[Data shown]

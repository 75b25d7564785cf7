//! JSON Emitter
//!
//! One array of diagnostic objects per report, for runners that need to
//! tell failures from skips without parsing terminal text:
//!
//! ```text
//! [
//!   {
//!     "code": "A0101",
//!     "kind": "error",
//!     "message": "Assertion failed.",
//!     "label": { "text": "They are not equal. Left = 1. Right = 2.", "start": 14, "end": 18 },
//!     "file": "tests/math.rs",
//!     "line": 12,
//!     "column": 5
//!   }
//! ]
//! ```

use std::fmt::Write as _;
use std::io::Write;

use crate::Diagnostic;

use super::{escape_json, DiagnosticEmitter};

/// Machine-readable emitter over any writer.
///
/// Call [`begin`](Self::begin) before the first diagnostic and
/// [`end`](Self::end) after the last.
pub struct JsonEmitter<W: Write> {
    writer: W,
    first: bool,
}

impl<W: Write> JsonEmitter<W> {
    pub fn new(writer: W) -> Self {
        JsonEmitter {
            writer,
            first: true,
        }
    }

    /// Open the array.
    pub fn begin(&mut self) {
        let _ = writeln!(self.writer, "[");
    }

    /// Close the array.
    pub fn end(&mut self) {
        let _ = writeln!(self.writer, "\n]");
    }

    pub fn into_inner(self) -> W {
        self.writer
    }
}

/// Render one diagnostic as an indented JSON object (no trailing newline).
fn render_object(diagnostic: &Diagnostic) -> String {
    let mut out = String::new();
    let label = &diagnostic.label;

    let _ = writeln!(out, "  {{");
    let _ = writeln!(out, "    \"code\": \"{}\",", diagnostic.code);
    let _ = writeln!(out, "    \"kind\": \"{}\",", diagnostic.severity);
    let _ = writeln!(out, "    \"message\": \"{}\",", escape_json(&diagnostic.message));
    let _ = writeln!(
        out,
        "    \"label\": {{ \"text\": \"{}\", \"start\": {}, \"end\": {} }},",
        escape_json(&label.text),
        label.start(),
        label.end()
    );

    // Location is only known when the call site was captured.
    match diagnostic.location() {
        Some((file, line, column)) => {
            let _ = writeln!(out, "    \"file\": \"{}\",", escape_json(file));
            let _ = writeln!(out, "    \"line\": {line},");
            let _ = writeln!(out, "    \"column\": {column}");
        }
        None => out.push_str("    \"file\": null,\n    \"line\": null,\n    \"column\": null\n"),
    }
    out.push_str("  }");
    out
}

impl<W: Write> DiagnosticEmitter for JsonEmitter<W> {
    fn emit(&mut self, diagnostic: &Diagnostic) {
        let separator = if self.first { "" } else { ",\n" };
        self.first = false;
        let _ = write!(self.writer, "{separator}{}", render_object(diagnostic));
    }

    fn flush(&mut self) {
        let _ = self.writer.flush();
    }
}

[/Data shown]

_Assignment_
Look through the entries and return each line that has the word "JsonEmitter" in it.

_Problem solution_
pub struct JsonEmitter<W: Write> {
impl<W: Write> JsonEmitter<W> {
        JsonEmitter {
impl<W: Write> DiagnosticEmitter for JsonEmitter<W> {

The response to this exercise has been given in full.